Assessment of Adsorption Behavior Between API and Excipient

Adsorption of pharmaceutical ingredients onto excipient materials affects the stability and efficiency of the drug through the loss of active pharmaceutical ingredients, resulting in reduced drug response and difficulty in controlling the concentration of the delivered drug. Excipients in formulations may adsorb to active ingredients and if these excipients are hydrophobic, dissolution rates and bioavailability may be retarded. Quantification of the amount of excipient adsorbed onto the surface of drug particles has demonstrated that only a very small amount of excipient is required to have a significant effect on the particle properties of the drug. For example, hydroxypropyl methylcellulose (HPMC) and hydroxypropyl cellulose (HPC) have showed a large degree of adsorption and a significant effect on the physicochemical properties of the particles.

Classification of Adsorption Behavior

• Hydrogen-donating interactions

Direct drug-excipient interactions are most common when the interacting API and excipients are water-soluble and in liquid systems. For example, polyvinylpyrrolidone (PVP or povidone) can interact with API compounds containing hydrogen-donating functional groups. Hydrogen bond donor (HBD) sites can interact most efficiently with hydrogen bond acceptor (HBA) sites. Many excipients such as microcrystalline cellulose (MCC) and carboxymethyl cellulose (CMC) have multiple HBDs, and are able to form hydrogen bonds with HBAs in APIs.

• Charge interactions

Soluble and ionizable excipients can generate counter that interact with ionizable APIs, resulting in insoluble API-excipient products. This interaction is usually rapid and is evident in liquid systems.

Factors Impacting Adsorption Behavior

• Chemical properties of the excipients, and the quantities used
• Physicochemical properties of the drug such as concentration, spatial site resistance and lipophilicity

Figure 1. Energetics of adsorption on the surface of excipients. (Cazade, P. A.; et al. 2021)

Our Capabilities

BOC Sciences has introduced different methodologies and techniques to characterize the adsorption behavior between API and excipient since a comprehensive understanding of drug adsorption on excipient materials is essential for the design of more effective and safer drug delivery systems.

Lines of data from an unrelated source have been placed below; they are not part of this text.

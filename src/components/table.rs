//! Table component for animal records
//!
//! Renders a `TableView` with headers, rows, row actions and an add button,
//! and records a hit region for every clickable part of it.

use crate::action::Action;
use crate::component::Component;
use crate::components::HitMap;
use crate::model::{Column, TableView};
use anyhow::Result;
use crossterm::event::{KeyCode, KeyEvent, MouseButton, MouseEvent, MouseEventKind};
use ratatui::{
    layout::Rect,
    style::{Color, Modifier, Style},
    text::{Line, Span},
    widgets::{Block, Borders, Paragraph, Scrollbar, ScrollbarOrientation, ScrollbarState},
    Frame,
};
use unicode_width::{UnicodeWidthChar, UnicodeWidthStr};

const SEPARATOR: &str = " │ ";
const EDIT_LABEL: &str = "[edit]";
const DELETE_LABEL: &str = "[del]";
const ADD_LABEL: &str = "[+ add]";
const MAX_COLUMN_WIDTH: usize = 40;

/// Lines drawn besides the rows: header, separator, blank line, footer
const CHROME_LINES: usize = 4;

fn actions_text() -> String {
    format!("{} {}", EDIT_LABEL, DELETE_LABEL)
}

/// Pad or cut `text` to exactly `width` columns
fn fit(text: &str, width: usize) -> String {
    let text_width = text.width();
    if text_width <= width {
        return format!("{}{}", text, " ".repeat(width - text_width));
    }

    let mut out = String::new();
    let mut used = 0;
    for c in text.chars() {
        let w = c.width().unwrap_or(0);
        if used + w + 1 > width {
            break;
        }
        out.push(c);
        used += w;
    }
    if width > 0 {
        out.push('…');
        used += 1;
    }
    out.push_str(&" ".repeat(width.saturating_sub(used)));
    out
}

/// Column widths for a view, in column order
pub fn column_widths(view: &TableView) -> Vec<usize> {
    view.headers
        .iter()
        .enumerate()
        .map(|(i, header)| match header.column {
            Column::Actions => header.text().width().max(actions_text().width()),
            Column::Field(_) => view
                .rows
                .iter()
                .filter_map(|row| row.cells.get(i))
                .map(|cell| cell.width())
                .chain(std::iter::once(header.text().width()))
                .max()
                .unwrap_or(0)
                .min(MAX_COLUMN_WIDTH),
        })
        .collect()
}

/// X offset of each column relative to the start of the line
fn column_offsets(widths: &[usize]) -> Vec<usize> {
    let mut offset = 0;
    widths
        .iter()
        .map(|w| {
            let start = offset;
            offset += w + SEPARATOR.width();
            start
        })
        .collect()
}

pub struct TableComponent {
    view: TableView,
    selected: usize,
    scroll: usize,
    hits: HitMap,
}

impl Default for TableComponent {
    fn default() -> Self {
        Self::new()
    }
}

impl TableComponent {
    pub fn new() -> Self {
        Self {
            view: TableView {
                title: String::new(),
                headers: Vec::new(),
                rows: Vec::new(),
            },
            selected: 0,
            scroll: 0,
            hits: HitMap::new(),
        }
    }

    /// Replace the displayed view, keeping the selection in range
    pub fn set_view(&mut self, view: TableView) {
        self.view = view;
        self.selected = self.selected.min(self.view.rows.len().saturating_sub(1));
    }

    #[cfg(test)]
    pub fn view(&self) -> &TableView {
        &self.view
    }

    #[cfg(test)]
    pub fn selected(&self) -> usize {
        self.selected
    }

    /// Id of the highlighted record
    pub fn selected_id(&self) -> Option<i64> {
        self.view.rows.get(self.selected).map(|row| row.id)
    }

    /// Move the highlight to the record with `id`, if shown
    pub fn select_id(&mut self, id: i64) {
        if let Some(index) = self.view.rows.iter().position(|row| row.id == id) {
            self.selected = index;
        }
    }

    #[cfg(test)]
    pub fn hits(&self) -> &HitMap {
        &self.hits
    }

    fn last_index(&self) -> usize {
        self.view.rows.len().saturating_sub(1)
    }

    /// Keep the selected row inside a window of `visible` rows
    fn clamp_scroll(&mut self, visible: usize) {
        let visible = visible.max(1);
        if self.selected < self.scroll {
            self.scroll = self.selected;
        } else if self.selected >= self.scroll + visible {
            self.scroll = self.selected + 1 - visible;
        }
        self.scroll = self
            .scroll
            .min(self.view.rows.len().saturating_sub(visible));
    }

    fn header_line(&self, widths: &[usize]) -> Line<'static> {
        let spans: Vec<Span> = self
            .view
            .headers
            .iter()
            .zip(widths)
            .flat_map(|(header, width)| {
                let style = if header.indicator.is_some() {
                    Style::default()
                        .fg(Color::Yellow)
                        .add_modifier(Modifier::BOLD)
                } else if header.sortable {
                    Style::default()
                        .fg(Color::Cyan)
                        .add_modifier(Modifier::BOLD | Modifier::UNDERLINED)
                } else {
                    Style::default()
                        .fg(Color::Gray)
                        .add_modifier(Modifier::BOLD)
                };
                vec![
                    Span::styled(fit(&header.text(), *width), style),
                    Span::raw(SEPARATOR),
                ]
            })
            .collect();
        Line::from(spans)
    }

    fn row_line(&self, index: usize, widths: &[usize]) -> Line<'static> {
        let row = &self.view.rows[index];
        let base = if index == self.selected {
            Style::default().bg(Color::DarkGray).fg(Color::White)
        } else {
            Style::default().fg(Color::White)
        };

        let mut spans = Vec::new();
        for (i, header) in self.view.headers.iter().enumerate() {
            let width = widths[i];
            match header.column {
                Column::Field(_) => {
                    let cell = row.cells.get(i).map(String::as_str).unwrap_or("");
                    spans.push(Span::styled(fit(cell, width), base));
                }
                Column::Actions => {
                    spans.push(Span::styled(EDIT_LABEL, base.fg(Color::Blue)));
                    spans.push(Span::styled(" ", base));
                    spans.push(Span::styled(DELETE_LABEL, base.fg(Color::Red)));
                    let used = actions_text().width();
                    spans.push(Span::styled(" ".repeat(width.saturating_sub(used)), base));
                }
            }
            spans.push(Span::raw(SEPARATOR));
        }
        Line::from(spans)
    }

    /// Rebuild the hit map for the rows currently on screen
    fn bind_hits(&mut self, inner: Rect, widths: &[usize], visible_rows: usize, footer_line: usize) {
        self.hits.clear();
        let offsets = column_offsets(widths);
        let x_at = |offset: usize| inner.x.saturating_add(offset.min(u16::MAX as usize) as u16);
        let region = |x: u16, y: u16, width: usize| {
            Rect::new(x, y, width.min(u16::MAX as usize) as u16, 1).intersection(inner)
        };

        // Header
        for (i, header) in self.view.headers.iter().enumerate() {
            if let (Column::Field(field), true) = (header.column, header.sortable) {
                self.hits
                    .bind(region(x_at(offsets[i]), inner.y, widths[i]), Action::SortBy(field));
            }
        }

        // Rows
        let end = (self.scroll + visible_rows).min(self.view.rows.len());
        for (line, index) in (self.scroll..end).enumerate() {
            let y = inner.y + 2 + line as u16;
            let id = self.view.rows[index].id;
            let row_width = offsets.last().copied().unwrap_or(0);
            self.hits
                .bind(region(inner.x, y, row_width), Action::SelectRow(index));

            if let Some(actions) = self
                .view
                .headers
                .iter()
                .position(|h| h.column == Column::Actions)
            {
                let x = x_at(offsets[actions]);
                self.hits
                    .bind(region(x, y, EDIT_LABEL.width()), Action::OpenEditForm(id));
                let delete_x = x.saturating_add(EDIT_LABEL.width() as u16 + 1);
                self.hits
                    .bind(region(delete_x, y, DELETE_LABEL.width()), Action::RequestDelete(id));
            }
        }

        // Footer
        let footer_y = inner.y.saturating_add(footer_line.min(u16::MAX as usize) as u16);
        self.hits
            .bind(region(inner.x, footer_y, ADD_LABEL.width()), Action::OpenAddForm);
    }
}

impl Component for TableComponent {
    fn handle_key_event(&mut self, key: KeyEvent) -> Result<Option<Action>> {
        let action = match key.code {
            KeyCode::Char('j') | KeyCode::Down => Some(Action::NextRow),
            KeyCode::Char('k') | KeyCode::Up => Some(Action::PrevRow),
            KeyCode::Char('g') | KeyCode::Home => Some(Action::FirstRow),
            KeyCode::Char('G') | KeyCode::End => Some(Action::LastRow),
            KeyCode::Tab => Some(Action::NextTable),
            KeyCode::BackTab => Some(Action::PrevTable),
            KeyCode::Char(c @ '1'..='4') => {
                Some(Action::SortByColumn(c as usize - '1' as usize))
            }
            KeyCode::Char('a') => Some(Action::OpenAddForm),
            KeyCode::Char('e') | KeyCode::Enter => Some(Action::EditSelected),
            KeyCode::Char('d') | KeyCode::Delete => Some(Action::DeleteSelected),
            KeyCode::Char('?') => Some(Action::OpenHelp),
            KeyCode::Char('q') => Some(Action::OpenQuitDialog),
            _ => None,
        };
        Ok(action)
    }

    fn handle_mouse_event(&mut self, mouse: MouseEvent) -> Result<Option<Action>> {
        let action = match mouse.kind {
            MouseEventKind::Down(MouseButton::Left) => self.hits.action_at(mouse.column, mouse.row),
            MouseEventKind::ScrollDown => Some(Action::NextRow),
            MouseEventKind::ScrollUp => Some(Action::PrevRow),
            _ => None,
        };
        Ok(action)
    }

    fn update(&mut self, action: Action) -> Result<Option<Action>> {
        match action {
            Action::NextRow => {
                if self.selected < self.last_index() {
                    self.selected += 1;
                }
            }
            Action::PrevRow => {
                self.selected = self.selected.saturating_sub(1);
            }
            Action::FirstRow => {
                self.selected = 0;
            }
            Action::LastRow => {
                self.selected = self.last_index();
            }
            Action::SelectRow(index) => {
                self.selected = index.min(self.last_index());
            }
            _ => {}
        }
        Ok(None)
    }

    fn draw(&mut self, frame: &mut Frame, area: Rect) -> Result<()> {
        let block = Block::default()
            .borders(Borders::ALL)
            .title(format!(" {} ", self.view.title))
            .title_style(
                Style::default()
                    .fg(Color::Cyan)
                    .add_modifier(Modifier::BOLD),
            )
            .border_style(Style::default().fg(Color::DarkGray));
        let inner = block.inner(area);
        frame.render_widget(block, area);

        let widths = column_widths(&self.view);
        let visible_rows = (inner.height as usize).saturating_sub(CHROME_LINES).max(1);
        self.clamp_scroll(visible_rows);

        let mut lines = vec![self.header_line(&widths)];
        let separator: String = widths
            .iter()
            .map(|w| "─".repeat(*w))
            .collect::<Vec<_>>()
            .join("─┼─");
        lines.push(Line::from(Span::styled(
            separator,
            Style::default().fg(Color::DarkGray),
        )));

        let end = (self.scroll + visible_rows).min(self.view.rows.len());
        for index in self.scroll..end {
            lines.push(self.row_line(index, &widths));
        }
        if self.view.rows.is_empty() {
            lines.push(Line::from(Span::styled(
                "No animals yet",
                Style::default().fg(Color::DarkGray),
            )));
        }

        lines.push(Line::from(""));
        lines.push(Line::from(vec![
            Span::styled(
                ADD_LABEL,
                Style::default()
                    .fg(Color::Green)
                    .add_modifier(Modifier::BOLD),
            ),
            Span::styled(
                format!("   {} records", self.view.rows.len()),
                Style::default().fg(Color::Yellow),
            ),
        ]));

        let footer_line = lines.len() - 1;
        frame.render_widget(Paragraph::new(lines), inner);
        self.bind_hits(inner, &widths, visible_rows, footer_line);

        let total = self.view.rows.len();
        if total > visible_rows {
            let mut scrollbar_state =
                ScrollbarState::new(total.saturating_sub(visible_rows)).position(self.scroll);

            frame.render_stateful_widget(
                Scrollbar::new(ScrollbarOrientation::VerticalRight)
                    .begin_symbol(Some("↑"))
                    .end_symbol(Some("↓")),
                area.inner(ratatui::layout::Margin {
                    vertical: 1,
                    horizontal: 0,
                }),
                &mut scrollbar_state,
            );
        }

        Ok(())
    }
}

Differential Examining Calorimetry (DSC) & Fourier Change Infrared Spectrophotometry

We introduce DSC and FTIR technologies to measure the reactivity of drugs and excipients.

Monte Carlo (MC) and Molecular Dynamics (MD) Computer Simulations

At BOC Sciences, we characterize the range of adsorption energies and configurations encountered during adsorption of individual molecules of active pharmaceutical ingredients (APIs) on the surface of excipients using Monte Carlo and molecular dynamics simulations.

Scanning Electron Microscopy (SEM)

Our excipient teams employ SEM tool to characterize the API-excipient composite powder.

X-ray Photoelectron Spectroscopy (XPS)

We perform the XPS analysis of the surface components of the excipient-API to study that the excipients adsorb to specific surfaces of the API.

Molecular Modeling

We help our clients to understand the adsorption behavior at the macroscopic and microscopic levels by establishing a molecular modeling approach. The Gibbs free energy calculations are performed to investigate the strength of the interaction between the excipient surface and the drug.

High Performance Liquid Chromatography (HPLC)

Our experts perform HPLC experiments to separate and identify API particles restored on the surface of excipients.